高レベルのNPCかと思ったら、偽物掴まされた訳だ。結局、あの場での収穫といえば、悪魔合体のサンプリングの一例ができたくらいだ。
ここまでされればモモンガの奴はブチギレて乗り込んできても可笑しくはないが、直接ここには来ないだろう。というのも・・・
「 位置自体はパンドラズ・アクターが覚えてるから、いつでも殴り込める。 」
「 今のヴリヒルドリアには、ナザリックのNPCが三人いるゾ。にもかかわらず魔導王が来れない理由は、高レベルモンスターやNPC、プレイヤーが複数人滞在しているからだと思うゾ。街の中に転移しようものなら、周囲から袋叩きにあって死ゾ。 」
というからである。下手に手を出せば、そちらが痛い目に遭う。これはユグドラシルを知り尽くしたアイツだからこそ、誰よりもよく知っているだろう。故にモモンガはヴリヒルドリアにはそのままでは近づけない。そのままいけばオレのドラゴンたちが一斉にブレスを繰り出すし、たとえその目を誤魔化してもクックルにバレて、伯爵や七八銀を相手にする羽目になるだろう。ルベドは一度倒され、第八階層のあれらも動かすにはリスクが大きいらしいのでそうやすやすとは使えない。正直、モモンガや階層守護者なんかよりも、烈空の竜王がまた来て荒らされる方がよっぽど被害がデカいような気がする。アレや真なる竜王、そして話に聞く八欲王なんかに比べれば、ナザリックが小物に見えて仕方がない。

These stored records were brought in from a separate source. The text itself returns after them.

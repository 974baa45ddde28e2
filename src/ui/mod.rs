mod controls;
mod lap_table;
pub mod layout;
mod readout;
mod status_bar;
mod theme;

use crate::app::state::AppState;
use crate::stopwatch::State;
use ratatui::prelude::*;
use ratatui::widgets::Paragraph;

pub fn render(frame: &mut Frame, state: &AppState) {
    let area = frame.area();
    let app_layout = layout::compute_layout(area);

    render_header(frame, app_layout.header);
    readout::render(frame, app_layout.readout, state);
    controls::render(
        frame,
        app_layout.secondary_button,
        app_layout.primary_button,
        state.state(),
    );
    lap_table::render(frame, app_layout.lap_table, state);
    status_bar::render(frame, app_layout.status_bar, state);
}

fn render_header(frame: &mut Frame, area: Rect) {
    let line = Line::from(vec![
        Span::styled(" lapwatch ", theme::Theme::title()),
        Span::styled(
            format!("v{}", env!("CARGO_PKG_VERSION")),
            Style::default().fg(theme::Theme::TEXT_MUTED),
        ),
    ]);
    frame.render_widget(Paragraph::new(line), area);
}

pub(crate) fn state_label(state: State) -> &'static str {
    match state {
        State::Reset => "READY",
        State::Running => "RUNNING",
        State::Stopped => "STOPPED",
    }
}
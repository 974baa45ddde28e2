use crate::app::state::AppState;
use crate::stopwatch::{format_elapsed, Lap};
use crate::ui::theme::Theme;
use ratatui::prelude::*;
use ratatui::widgets::{Block, Borders, Cell, Row, Table};

pub fn render(frame: &mut Frame, area: Rect, state: &AppState) {
    let laps = &state.laps;
    let ui = &state.config.ui;

    let mut rows: Vec<Row> = Vec::new();

    // In-progress lap pinned on top, numbered as the lap it will become
    if ui.show_current_lap {
        if let Some(current) = state.current_lap() {
            rows.push(lap_row(
                format!("Lap {}", laps.len() + 1),
                current,
                Theme::lap_current(),
            ));
        }
    }

    let (fastest, slowest) = if ui.highlight_extremes {
        (laps.fastest(), laps.slowest())
    } else {
        (None, None)
    };

    for lap in laps.laps().iter().skip(state.lap_scroll_offset) {
        rows.push(lap_row(lap.label.clone(), lap.duration, lap_style(lap, fastest, slowest)));
    }

    if rows.is_empty() {
        rows.push(Row::new(vec![Cell::from(Span::styled(
            " —",
            Style::default().fg(Theme::TEXT_MUTED),
        ))]));
    }

    let title = if laps.is_empty() {
        " Laps ".to_string()
    } else {
        format!(" Laps ({}) ", laps.len())
    };

    let block = Block::default()
        .title(title)
        .title_style(Theme::title())
        .borders(Borders::ALL)
        .border_type(Theme::border_type())
        .border_style(Theme::border());

    let table = Table::new(rows, [Constraint::Min(10), Constraint::Length(12)]).block(block);
    frame.render_widget(table, area);
}

fn lap_row(label: String, duration: std::time::Duration, style: Style) -> Row<'static> {
    Row::new(vec![
        Cell::from(format!(" {}", label)),
        Cell::from(Text::from(format_elapsed(duration)).alignment(Alignment::Right)),
    ])
    .style(style)
}

fn lap_style(lap: &Lap, fastest: Option<usize>, slowest: Option<usize>) -> Style {
    if Some(lap.number) == fastest {
        Theme::lap_fastest()
    } else if Some(lap.number) == slowest {
        Theme::lap_slowest()
    } else {
        Theme::lap_normal()
    }
}
use argon2::{
    password_hash::{PasswordHash, PasswordHasher, PasswordVerifier, SaltString},
    Argon2,
};
use rand::rngs::OsRng;
use tracing::error;

pub fn hash_password(plain: &str) -> anyhow::Result<String> {
    let salt = SaltString::generate(&mut OsRng);
    let argon2 = Argon2::default();
    let hash = argon2
        .hash_password(plain.as_bytes(), &salt)
        .map_err(|e| {
            error!(error = %e, "argon2 hash_password error");
            anyhow::anyhow!(e.to_string())
        })?
        .to_string();
    Ok(hash)
}

pub fn verify_password(plain: &str, hash: &str) -> anyhow::Result<bool> {
    let parsed = PasswordHash::new(hash).map_err(|e| {
        error!(error = %e, "argon2 parse hash error");
        anyhow::anyhow!(e.to_string())
    })?;
    Ok(Argon2::default()
        .verify_password(plain.as_bytes(), &parsed)
        .is_ok())
}

#[cfg(test)]
mod tests {
    use super::*;

    #[test]
    fn stored_hash_verifies_only_the_original_password() {
        let hash = hash_password("un-tres-bon-mot-de-passe").unwrap();
        assert!(verify_password("un-tres-bon-mot-de-passe", &hash).unwrap());
        assert!(!verify_password("un-tres-bon-mot-de-pass", &hash).unwrap());
        assert!(!verify_password("", &hash).unwrap());
    }

    #[test]
    fn hashing_the_same_password_twice_salts_differently() {
        let first = hash_password("shared secret").unwrap();
        let second = hash_password("shared secret").unwrap();
        assert_ne!(first, second);
        // Both still verify despite the differing salts.
        assert!(verify_password("shared secret", &first).unwrap());
        assert!(verify_password("shared secret", &second).unwrap());
    }

    #[test]
    fn malformed_stored_hash_is_an_error_not_a_mismatch() {
        assert!(verify_password("anything", "$argon2id$garbage").is_err());
    }
}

「 それにPRRNがいる以上、SYLTIAも相手にしなきゃならなくなる可能性もありますねぇ! 」
「 信仰系のガチビルドだったな。 」
「 そうですねぇ。大凡真っ向から戦うと、MMNGに勝ち目はないです。 」
「 クレリックなんだっけか?やっぱ信仰系は最強だってはっきりわかんだね。 」
そう、ことユグドラシルにおいて最強の魔法ビルドは信仰系で間違いない。やはり物理戦にもある程度の適正があるというのが強い。しかもDQ以降は〈マホカンタ〉があるからな。
こちらでもそれは変わらない。信仰系は魔法詠唱者にて最強。
「 そうでありんす!(肯定) 」
「 ファッ!?」
タドコロの驚く顔を尻目に、ペロロン自慢の吸血鬼がドアを開けて入室する。
白い肌。赤い瞳。赤紫の見事なドレス。なにも知らぬ者ならば思わず見惚れてしまいそうな、美しい淑女である。
・・・胸は詰め物らしいが。
MURさんは間の悪いときに来たとバツが悪くなったような素振りを見せ、KMRさんも何処か驚いているようだ。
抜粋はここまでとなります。